Siri, Alexa, and other computerized companions are typically pretty good at understanding the strange questions we’re asking them. Now, research that was presented at the IEEE International Conference on Acoustics, Speech and Signal Processing in Shanghai this week might make it easier for machines to discern what we’re saying without even hearing us.
When used for evil, this might seem like a frightening prospect. “It’s the end of the (privacy) world as we know it…” writes KurzweilAI.net. But, on the more innocuous end of the spectrum, more advanced lip reading automation could lead to better movie dubbing, IEEE Spectrum says.

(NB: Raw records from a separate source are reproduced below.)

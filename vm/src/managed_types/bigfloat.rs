// Copyright 2021-2023 Kestrel Labs
// SPDX-License-Identifier: Apache-2.0, MIT

use num_bigint::BigUint;
use num_traits::Zero;

use crate::errors::{Result, VmError};

/// Fixed mantissa precision of every float in the managed-types table.
/// Encodings carrying any other precision are rejected.
pub const BIG_FLOAT_PRECISION: u32 = 53;

const ENCODING_VERSION: u8 = 1;
const HEADER_LEN: usize = 10;

const FLAG_NEGATIVE: u8 = 0b0000_0001;
const FLAG_INFINITE: u8 = 0b0000_0010;

/// An arbitrary-exponent binary float with a fixed precision policy.
///
/// The value is `(-1)^negative * mantissa * 2^exponent`, or an infinity
/// when the flag is set. Infinities can be represented (so encodings can be
/// inspected) but the hook layer refuses to admit them into the table.
#[derive(Debug, Clone, Default, PartialEq, Eq)]
pub struct BigFloat {
    negative: bool,
    infinite: bool,
    exponent: i32,
    mantissa: BigUint,
}

impl BigFloat {
    pub fn new(negative: bool, exponent: i32, mantissa: BigUint) -> Self {
        BigFloat {
            negative,
            infinite: false,
            exponent,
            mantissa,
        }
    }

    pub fn infinity(negative: bool) -> Self {
        BigFloat {
            negative,
            infinite: true,
            exponent: 0,
            mantissa: BigUint::zero(),
        }
    }

    pub fn is_infinite(&self) -> bool {
        self.infinite
    }

    pub fn is_negative(&self) -> bool {
        self.negative
    }

    /// Wire layout: version (1), flags (1), precision (4, BE), exponent
    /// (4, BE two's complement), mantissa big-endian bytes.
    pub fn encode(&self) -> Vec<u8> {
        let mantissa = self.mantissa.to_bytes_be();
        let mut out = Vec::with_capacity(HEADER_LEN + mantissa.len());
        out.push(ENCODING_VERSION);
        let mut flags = 0u8;
        if self.negative {
            flags |= FLAG_NEGATIVE;
        }
        if self.infinite {
            flags |= FLAG_INFINITE;
        }
        out.push(flags);
        out.extend_from_slice(&BIG_FLOAT_PRECISION.to_be_bytes());
        out.extend_from_slice(&self.exponent.to_be_bytes());
        out.extend_from_slice(&mantissa);
        out
    }

    pub fn decode(bytes: &[u8]) -> Result<BigFloat> {
        if bytes.len() < HEADER_LEN || bytes[0] != ENCODING_VERSION {
            return Err(VmError::BigFloatWrongPrecision);
        }
        let precision = u32::from_be_bytes([bytes[2], bytes[3], bytes[4], bytes[5]]);
        if precision != BIG_FLOAT_PRECISION {
            return Err(VmError::BigFloatWrongPrecision);
        }
        let flags = bytes[1];
        let exponent = i32::from_be_bytes([bytes[6], bytes[7], bytes[8], bytes[9]]);
        Ok(BigFloat {
            negative: flags & FLAG_NEGATIVE != 0,
            infinite: flags & FLAG_INFINITE != 0,
            exponent,
            mantissa: BigUint::from_bytes_be(&bytes[HEADER_LEN..]),
        })
    }
}
// Copyright 2021-2023 Kestrel Labs
// SPDX-License-Identifier: Apache-2.0, MIT
//! Per-execution table of managed types: byte buffers, big integers and
//! big floats, addressed by opaque `i32` handles. Contracts never see the
//! backing memory; everything crosses the sandbox boundary as a handle.

mod bigfloat;

pub use bigfloat::{BigFloat, BIG_FLOAT_PRECISION};

use std::collections::HashMap;

use num_bigint::BigInt;
use rand::{RngCore, SeedableRng};
use rand_chacha::ChaCha20Rng;

use crate::errors::{Result, VmError};
use crate::gas::MeteringContext;

/// Identifies one managed-type entry within the current execution.
pub type Handle = i32;

#[derive(Default)]
struct ManagedTypesState {
    buffers: HashMap<Handle, Vec<u8>>,
    big_ints: HashMap<Handle, BigInt>,
    big_floats: HashMap<Handle, BigFloat>,
    next_handle: Handle,
}

#[derive(Default)]
pub struct ManagedTypesContext {
    state: ManagedTypesState,
    state_stack: Vec<ManagedTypesState>,
    random_source: Option<ChaCha20Rng>,
}

impl ManagedTypesContext {
    pub fn new() -> Self {
        Self::default()
    }

    pub fn init_state(&mut self) {
        self.state = ManagedTypesState::default();
        self.random_source = None;
    }

    pub fn push_state(&mut self) {
        let snapshot = std::mem::take(&mut self.state);
        self.state_stack.push(snapshot);
        self.state = ManagedTypesState::default();
    }

    pub fn pop_state(&mut self) {
        if let Some(snapshot) = self.state_stack.pop() {
            self.state = snapshot;
        }
    }

    pub fn clear_state_stack(&mut self) {
        self.state_stack.clear();
    }

    fn next_handle(&mut self) -> Handle {
        self.state.next_handle += 1;
        self.state.next_handle
    }

    // Buffers.

    pub fn new_managed_buffer(&mut self) -> Handle {
        let handle = self.next_handle();
        self.state.buffers.insert(handle, Vec::new());
        handle
    }

    pub fn new_managed_buffer_from_bytes(&mut self, bytes: Vec<u8>) -> Handle {
        let handle = self.next_handle();
        self.state.buffers.insert(handle, bytes);
        handle
    }

    /// Length of the buffer under `handle`, or `-1` when absent.
    pub fn get_length(&self, handle: Handle) -> i32 {
        match self.state.buffers.get(&handle) {
            Some(bytes) => bytes.len() as i32,
            None => -1,
        }
    }

    pub fn get_bytes(&self, handle: Handle) -> Result<Vec<u8>> {
        self.state
            .buffers
            .get(&handle)
            .cloned()
            .ok_or(VmError::NoManagedBufferUnderThisHandle)
    }

    /// Overwrites the buffer under `handle`, creating it when absent.
    pub fn set_bytes(&mut self, handle: Handle, bytes: Vec<u8>) {
        self.state.buffers.insert(handle, bytes);
    }

    /// Appends to an existing buffer; `false` when the handle is absent.
    pub fn append_bytes(&mut self, handle: Handle, bytes: &[u8]) -> bool {
        match self.state.buffers.get_mut(&handle) {
            Some(buffer) => {
                buffer.extend_from_slice(bytes);
                true
            }
            None => false,
        }
    }

    // Big integers.

    pub fn big_int_or_create(&mut self, handle: Handle) -> &mut BigInt {
        self.state.big_ints.entry(handle).or_default()
    }

    pub fn get_big_int(&self, handle: Handle) -> Result<BigInt> {
        self.state
            .big_ints
            .get(&handle)
            .cloned()
            .ok_or(VmError::NoBigIntUnderThisHandle)
    }

    // Big floats.

    pub fn big_float_or_create(&mut self, handle: Handle) -> &mut BigFloat {
        self.state.big_floats.entry(handle).or_default()
    }

    pub fn get_big_float(&self, handle: Handle) -> Result<BigFloat> {
        self.state
            .big_floats
            .get(&handle)
            .cloned()
            .ok_or(VmError::NoBigFloatUnderThisHandle)
    }

    /// Precision check on the wire encoding, without admitting the value.
    pub fn encoded_big_float_is_not_valid(&self, bytes: &[u8]) -> bool {
        BigFloat::decode(bytes).is_err()
    }

    // Randomness.

    /// The deterministic per-execution PRNG, seeded on first use from the
    /// entropy the caller derives from block and transaction state.
    pub fn rand_reader(&mut self, seed: [u8; 32]) -> &mut ChaCha20Rng {
        self.random_source
            .get_or_insert_with(|| ChaCha20Rng::from_seed(seed))
    }

    pub fn fill_random(&mut self, seed: [u8; 32], buffer: &mut [u8]) {
        self.rand_reader(seed).fill_bytes(buffer);
    }

    /// Per-byte charge covering both the copy and the hashing-like work a
    /// byte run implies.
    pub fn consume_gas_for_bytes(&self, metering: &mut MeteringContext, bytes: &[u8]) {
        let cost = metering.schedule().data_copy_cost(bytes.len());
        metering.use_and_trace_gas(cost);
    }
}

/// Folds arbitrary-length entropy into a fixed PRNG seed.
pub fn derive_random_seed(block_seed: &[u8], tx_hash: &[u8]) -> [u8; 32] {
    let mut seed = [0u8; 32];
    for (i, byte) in block_seed.iter().chain(tx_hash.iter()).enumerate() {
        seed[i % 32] ^= byte.rotate_left((i / 32) as u32);
    }
    seed
}
// Copyright 2021-2023 Kestrel Labs
// SPDX-License-Identifier: Apache-2.0, MIT
//! Blockchain-provided services consumed by the host. Implementations live
//! in the embedding node; the `testing` feature ships in-memory mocks.

use kestrel_common::Address;

/// Account book and code registry access.
pub trait BlockchainHook {
    /// Derives the address of a contract about to be created by `creator`.
    fn new_address(&self, creator: &Address) -> anyhow::Result<Address>;

    /// Fetches the code deployed at `address`.
    fn get_code(&self, address: &Address) -> anyhow::Result<Vec<u8>>;

    fn increase_nonce(&mut self, address: &Address);

    /// Reads committed storage. Missing keys read as empty.
    fn get_storage_data(&self, address: &Address, key: &[u8]) -> Vec<u8>;

    /// Entropy for the per-execution PRNG.
    fn current_random_seed(&self) -> Vec<u8>;
}

/// Cryptographic primitives.
pub trait CryptoHook {
    fn keccak256(&self, data: &[u8]) -> anyhow::Result<[u8; 32]>;
}
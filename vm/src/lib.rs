// Copyright 2021-2023 Kestrel Labs
// SPDX-License-Identifier: Apache-2.0, MIT
//! The Kestrel VM host: drives sandboxed WASM smart-contract execution,
//! enforces a deterministic gas budget, mediates access to
//! blockchain-provided services, and implements cross-contract invocation.
//!
//! The WASM engine itself is consumed behind the [`executor`] traits; this
//! crate owns everything on the host side of that boundary: the execution
//! driver, the gas meter, the managed-types table and its contract-facing
//! hook surface, the output builder, and the async-call data model.

pub mod async_call;
pub mod errors;
pub mod executor;
pub mod externs;
pub mod gas;
pub mod host;
pub mod host_context;
pub mod hooks;
pub mod managed_types;
pub mod output;
pub mod runtime;
pub mod storage;

#[cfg(feature = "testing")]
pub mod testing;

pub use errors::{Result, VmError};
pub use host::VmHost;

/// Name of the constructor export, reserved for deploys and upgrades.
pub const INIT_FUNCTION_NAME: &str = "init";
/// Ethereum-compatibility alias for the constructor export.
pub const INIT_FUNCTION_NAME_ETH: &str = "_init";

/// Width of one argument word in Ethereum-compatible call data.
pub const ETH_ARGUMENT_LEN: usize = 32;
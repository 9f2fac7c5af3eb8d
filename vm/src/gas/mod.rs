// Copyright 2021-2023 Kestrel Labs
// SPDX-License-Identifier: Apache-2.0, MIT
//! Gas accounting. One meter frame per call frame, kept on an explicit
//! stack; nested calls debit the caller frame in full up front and restore
//! the unused remainder only on clean exit, so abnormal exits never leak
//! gas.

mod schedule;

pub use schedule::{BaseOperationCost, GasSchedule, ManagedBufferApiCost, DEFAULT_GAS_SCHEDULE};

use std::collections::HashMap;

use kestrel_common::{CodeDeployInput, VMInput};

use crate::errors::{Result, VmError};

#[derive(Debug, Clone, Default)]
struct MeterFrame {
    gas_provided: u64,
    gas_used: u64,
    gas_locked: u64,
}

pub struct MeteringContext {
    schedule: GasSchedule,
    frame: MeterFrame,
    state_stack: Vec<MeterFrame>,
    gas_traces: HashMap<String, u64>,
    gas_tracing_enabled: bool,
    current_trace: Option<String>,
}

impl MeteringContext {
    pub fn new(schedule: GasSchedule) -> Self {
        MeteringContext {
            schedule,
            frame: MeterFrame::default(),
            state_stack: Vec::new(),
            gas_traces: HashMap::new(),
            gas_tracing_enabled: false,
            current_trace: None,
        }
    }

    pub fn schedule(&self) -> &GasSchedule {
        &self.schedule
    }

    pub fn init_state(&mut self) {
        self.frame = MeterFrame::default();
        self.current_trace = None;
    }

    /// Opens the meter window of a new call frame.
    pub fn init_state_from_input(&mut self, input: &VMInput) {
        self.frame = MeterFrame {
            gas_provided: input.gas_provided,
            gas_used: 0,
            gas_locked: input.gas_locked,
        };
        self.current_trace = None;
    }

    pub fn push_state(&mut self) {
        self.state_stack.push(self.frame.clone());
    }

    pub fn pop_state(&mut self) {
        if let Some(frame) = self.state_stack.pop() {
            self.frame = frame;
        }
    }

    pub fn clear_state_stack(&mut self) {
        self.state_stack.clear();
    }

    /// Unconditionally debits the current frame.
    pub fn use_gas(&mut self, gas: u64) {
        self.frame.gas_used = self.frame.gas_used.saturating_add(gas);
    }

    /// Debits only if the remaining budget covers the charge.
    pub fn use_gas_bounded(&mut self, gas: u64) -> Result<()> {
        if self.gas_left() < gas {
            log::trace!("out of gas: requested {}, left {}", gas, self.gas_left());
            return Err(VmError::NotEnoughGas);
        }
        self.use_gas(gas);
        Ok(())
    }

    pub fn gas_left(&self) -> u64 {
        self.frame.gas_provided.saturating_sub(self.frame.gas_used)
    }

    /// Reinstates gas after a successful sub-execution.
    pub fn restore_gas(&mut self, gas: u64) {
        self.frame.gas_used = self.frame.gas_used.saturating_sub(gas);
    }

    /// Debits the frame below the top of the stack, i.e. the caller of
    /// the frame currently executing. Falls back to the current frame
    /// when no caller frame exists.
    pub fn use_gas_from_caller(&mut self, gas: u64) {
        match self.state_stack.last_mut() {
            Some(caller) => caller.gas_used = caller.gas_used.saturating_add(gas),
            None => self.use_gas(gas),
        }
    }

    /// Credits unused gas back to the caller frame after a clean nested
    /// exit.
    pub fn restore_gas_to_caller(&mut self, gas: u64) {
        match self.state_stack.last_mut() {
            Some(caller) => caller.gas_used = caller.gas_used.saturating_sub(gas),
            None => self.restore_gas(gas),
        }
    }

    /// Returns gas reserved for an async callback to the spendable budget.
    /// A no-op once an async call has actually claimed the reservation.
    pub fn unlock_gas_if_async_step(&mut self) {
        let locked = std::mem::take(&mut self.frame.gas_locked);
        self.frame.gas_provided = self.frame.gas_provided.saturating_add(locked);
    }

    pub fn gas_locked(&self) -> u64 {
        self.frame.gas_locked
    }

    // Tracing. The traced variants attribute charges to a named counter for
    // diagnostics; they deduct whether or not tracing is enabled.

    pub fn set_gas_tracing(&mut self, enabled: bool) {
        self.gas_tracing_enabled = enabled;
    }

    pub fn start_gas_tracing(&mut self, api_name: &str) {
        self.current_trace = Some(api_name.to_string());
    }

    pub fn use_and_trace_gas(&mut self, gas: u64) {
        self.use_gas(gas);
        if self.gas_tracing_enabled {
            if let Some(name) = self.current_trace.clone() {
                *self.gas_traces.entry(name).or_insert(0) += gas;
            }
        }
    }

    pub fn use_gas_and_add_traced_gas(&mut self, api_name: &str, gas: u64) {
        self.use_gas(gas);
        if self.gas_tracing_enabled {
            *self.gas_traces.entry(api_name.to_string()).or_insert(0) += gas;
        }
    }

    pub fn gas_trace(&self, api_name: &str) -> u64 {
        self.gas_traces.get(api_name).copied().unwrap_or(0)
    }

    // Initial deductions charged before any contract code runs.

    pub fn deduct_initial_gas_for_execution(&mut self, code: &[u8]) -> Result<()> {
        let cost = self
            .schedule
            .base_operation_cost
            .aot_prepare_per_byte
            .saturating_mul(code.len() as u64);
        self.use_gas_bounded(cost)
    }

    pub fn deduct_initial_gas_for_direct_deployment(
        &mut self,
        input: &CodeDeployInput,
    ) -> Result<()> {
        self.deduct_initial_gas_for_deployment(&input.contract_code)
    }

    pub fn deduct_initial_gas_for_indirect_deployment(
        &mut self,
        input: &CodeDeployInput,
    ) -> Result<()> {
        self.deduct_initial_gas_for_deployment(&input.contract_code)
    }

    fn deduct_initial_gas_for_deployment(&mut self, code: &[u8]) -> Result<()> {
        let cost = self
            .schedule
            .base_operation_cost
            .compile_per_byte
            .saturating_mul(code.len() as u64);
        self.use_gas_bounded(cost)
    }
}
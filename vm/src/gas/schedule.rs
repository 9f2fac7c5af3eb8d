// Copyright 2021-2023 Kestrel Labs
// SPDX-License-Identifier: Apache-2.0, MIT

use lazy_static::lazy_static;

lazy_static! {
    pub static ref DEFAULT_GAS_SCHEDULE: GasSchedule = GasSchedule::default();
}

/// The complete gas price table of one host. A schedule is a plain value:
/// the embedder constructs it once (usually from a protocol release) and
/// hands it to the host at construction.
#[derive(Debug, Clone, PartialEq, Eq)]
pub struct GasSchedule {
    pub base_operation_cost: BaseOperationCost,
    pub managed_buffer_api_cost: ManagedBufferApiCost,
}

/// Per-byte and bulk costs shared by many operations.
#[derive(Debug, Clone, PartialEq, Eq)]
pub struct BaseOperationCost {
    /// Copying bytes between host and sandbox, hashing-like work included.
    pub data_copy_per_byte: u64,
    /// Appending bytes to the persistent output artifact.
    pub persist_per_byte: u64,
    /// Writing one byte of contract storage.
    pub store_per_byte: u64,
    /// Compiling one byte of contract code at deployment.
    pub compile_per_byte: u64,
    /// Preparing one byte of already-deployed code for execution.
    pub aot_prepare_per_byte: u64,
    /// Flat cost of a storage read served from the pending-write cache.
    pub cached_storage_load: u64,
}

/// Base cost of each managed-buffer hook, charged on entry before any
/// per-byte component.
#[derive(Debug, Clone, PartialEq, Eq)]
pub struct ManagedBufferApiCost {
    pub mbuffer_new: u64,
    pub mbuffer_new_from_bytes: u64,
    pub mbuffer_get_length: u64,
    pub mbuffer_get_bytes: u64,
    pub mbuffer_get_byte_slice: u64,
    pub mbuffer_copy_byte_slice: u64,
    pub mbuffer_set_bytes: u64,
    pub mbuffer_append: u64,
    pub mbuffer_append_bytes: u64,
    pub mbuffer_to_big_int_unsigned: u64,
    pub mbuffer_to_big_int_signed: u64,
    pub mbuffer_from_big_int_unsigned: u64,
    pub mbuffer_from_big_int_signed: u64,
    pub mbuffer_to_big_float: u64,
    pub mbuffer_from_big_float: u64,
    pub mbuffer_storage_store: u64,
    pub mbuffer_storage_load: u64,
    pub mbuffer_get_argument: u64,
    pub mbuffer_finish: u64,
    pub mbuffer_set_random: u64,
}

impl Default for GasSchedule {
    fn default() -> Self {
        GasSchedule {
            base_operation_cost: BaseOperationCost {
                data_copy_per_byte: 50,
                persist_per_byte: 1_000,
                store_per_byte: 10_000,
                compile_per_byte: 300,
                aot_prepare_per_byte: 100,
                cached_storage_load: 5_000,
            },
            managed_buffer_api_cost: ManagedBufferApiCost {
                mbuffer_new: 2_000,
                mbuffer_new_from_bytes: 2_000,
                mbuffer_get_length: 2_000,
                mbuffer_get_bytes: 4_000,
                mbuffer_get_byte_slice: 4_000,
                mbuffer_copy_byte_slice: 4_000,
                mbuffer_set_bytes: 4_000,
                mbuffer_append: 4_000,
                mbuffer_append_bytes: 4_000,
                mbuffer_to_big_int_unsigned: 4_000,
                mbuffer_to_big_int_signed: 5_000,
                mbuffer_from_big_int_unsigned: 4_000,
                mbuffer_from_big_int_signed: 5_000,
                mbuffer_to_big_float: 8_000,
                mbuffer_from_big_float: 8_000,
                mbuffer_storage_store: 75_000,
                mbuffer_storage_load: 50_000,
                mbuffer_get_argument: 1_000,
                mbuffer_finish: 10_000,
                mbuffer_set_random: 6_000,
            },
        }
    }
}

impl GasSchedule {
    /// Copy cost for a byte run; saturates instead of wrapping.
    pub fn data_copy_cost(&self, len: usize) -> u64 {
        self.base_operation_cost
            .data_copy_per_byte
            .saturating_mul(len as u64)
    }

    /// Output-persistence cost for a byte run.
    pub fn persist_cost(&self, len: usize) -> u64 {
        self.base_operation_cost
            .persist_per_byte
            .saturating_mul(len as u64)
    }

    /// Storage-write cost for a byte run.
    pub fn store_cost(&self, len: usize) -> u64 {
        self.base_operation_cost
            .store_per_byte
            .saturating_mul(len as u64)
    }
}
// Copyright 2021-2023 Kestrel Labs
// SPDX-License-Identifier: Apache-2.0, MIT
//! The engine boundary. The host never compiles or runs WASM itself; it
//! consumes an [`Executor`] that instantiates contract code and an
//! [`Instance`] that exposes calls, linear memory, and the breakpoint
//! register. Imports reach back into the host through the context id set
//! with [`Instance::set_context_id`].

mod vm_hooks;

pub use vm_hooks::VMHooks;

use crate::errors::{Result, VmError};

/// Runtime-level signalling register. Host code sets a breakpoint to make
/// the executor abort the current WASM frame with a specific reason.
#[derive(Debug, Clone, Copy, PartialEq, Eq)]
pub enum BreakpointValue {
    None,
    ExecutionFailed,
    AsyncCall,
    SignalError,
    OutOfGas,
}

/// Instantiates contract code. Implemented by the embedder over a real
/// WASM engine; the `testing` feature ships a mock.
pub trait Executor {
    fn new_instance(&self, code: &[u8], gas_limit: u64) -> anyhow::Result<Box<dyn Instance>>;
}

/// One live contract instance.
pub trait Instance {
    /// Validates the compiled module beyond what instantiation checks.
    fn verify_code(&self) -> anyhow::Result<()>;

    /// Attaches the host-context id under which imports will find the host.
    fn set_context_id(&mut self, id: i32);

    fn has_function(&self, name: &str) -> bool;

    /// Runs a named export to completion. An error means the frame was
    /// unwound; the breakpoint register says why, if the host aborted it.
    fn call(&mut self, name: &str) -> anyhow::Result<()>;

    /// Reads `length` bytes of linear memory starting at `offset`.
    fn mem_load(&self, offset: i32, length: i32) -> Result<Vec<u8>>;

    /// Writes `data` into linear memory starting at `offset`.
    fn mem_store(&mut self, offset: i32, data: &[u8]) -> Result<()>;

    fn breakpoint_value(&self) -> BreakpointValue;

    fn set_breakpoint_value(&mut self, value: BreakpointValue);

    /// Releases engine resources. Idempotent.
    fn clean(&mut self);
}

/// Bounds-checks a (offset, length) pair against a memory size, the shared
/// guard for every `mem_load`/`mem_store` implementation.
pub fn check_mem_bounds(mem_len: usize, offset: i32, length: i32) -> Result<()> {
    if offset < 0 || length < 0 {
        return Err(VmError::BadBounds { offset, length });
    }
    let end = offset as u64 + length as u64;
    if end > mem_len as u64 {
        return Err(VmError::BadBounds { offset, length });
    }
    Ok(())
}

#[cfg(test)]
mod tests {
    use super::*;

    #[test]
    fn mem_bounds() {
        assert!(check_mem_bounds(16, 0, 16).is_ok());
        assert!(check_mem_bounds(16, 8, 8).is_ok());
        assert!(check_mem_bounds(16, 8, 9).is_err());
        assert!(check_mem_bounds(16, -1, 4).is_err());
        assert!(check_mem_bounds(16, 4, -1).is_err());
    }
}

It’s no easy feat to teach a machine to read lips. Part of that is because the mouth only makes up to 14 different shapes, while those shapes produce about 50 different sounds. That means the same shape (think P or B) can produce different sounds.
The researchers, led by University of East Anglia computer scientist Helen Bear, developed a new algorithm that would help machines better differentiate between those similar shapes with different sounds. The machine was trained to recognize the differences between these sounds using video and audio recordings of 12 people speaking 200 sentences. The computer was taught to map out the multiple sounds that each mouth shape could produce. The next step, as far as we could gather, is for the machine to make a copy of each word with the different sound options (for example, was that word pridge or bridge?) and train itself to find the right word.
The result is an algorithm that is correct about 25 percent of the time, which Bear tells IEEE Spectrum is an improvement. And, considering that a previous study found that lip readers are typically correct about 50 percent of the time, the machines are catching up.